▶ [Problem requirements]:
Where the string "BoxHandlerFuture" appears in a line of the data, show that line.

▶ [Data provided]:
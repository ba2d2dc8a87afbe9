//! # Handler abstraction.
//!
//! A handler is a named async function exposed by a module. Every slot in a
//! namespace holds a [`HandlerRef`] (`Arc<dyn Handler>`): either the handler the
//! module registered, or an observing wrapper around it. Callers cannot tell
//! which one they got.

use std::future::Future;
use std::pin::Pin;
use std::sync::Arc;

use serde_json::Value;

use crate::error::HandlerError;
use crate::handlers::Args;

/// Boxed future returned by [`Handler::call`].
pub type BoxHandlerFuture = Pin<Box<dyn Future<Output = Result<Value, HandlerError>> + Send + 'static>>;

/// Shared handle to a handler.
pub type HandlerRef = Arc<dyn Handler>;

/// # Asynchronous handler.
///
/// `call` produces a fresh future per invocation; the future must not borrow
/// from `self`, so implementations clone whatever state they need into it.
///
/// # Example
/// ```
/// use modrain::{Args, BoxHandlerFuture, Handler, HandlerError};
/// use serde_json::Value;
///
/// struct Echo;
///
/// impl Handler for Echo {
///     fn call(&self, args: Args) -> BoxHandlerFuture {
///         Box::pin(async move { Ok::<_, HandlerError>(Value::Array(args.into_inner())) })
///     }
/// }
/// ```
pub trait Handler: Send + Sync + 'static {
    /// Invokes the handler with `args`.
    fn call(&self, args: Args) -> BoxHandlerFuture;
}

▶ [Task answer]:
pub type BoxHandlerFuture = Pin<Box<dyn Future<Output = Result<Value, HandlerError>> + Send + 'static>>;
/// use modrain::{Args, BoxHandlerFuture, Handler, HandlerError};
///     fn call(&self, args: Args) -> BoxHandlerFuture {
    fn call(&self, args: Args) -> BoxHandlerFuture;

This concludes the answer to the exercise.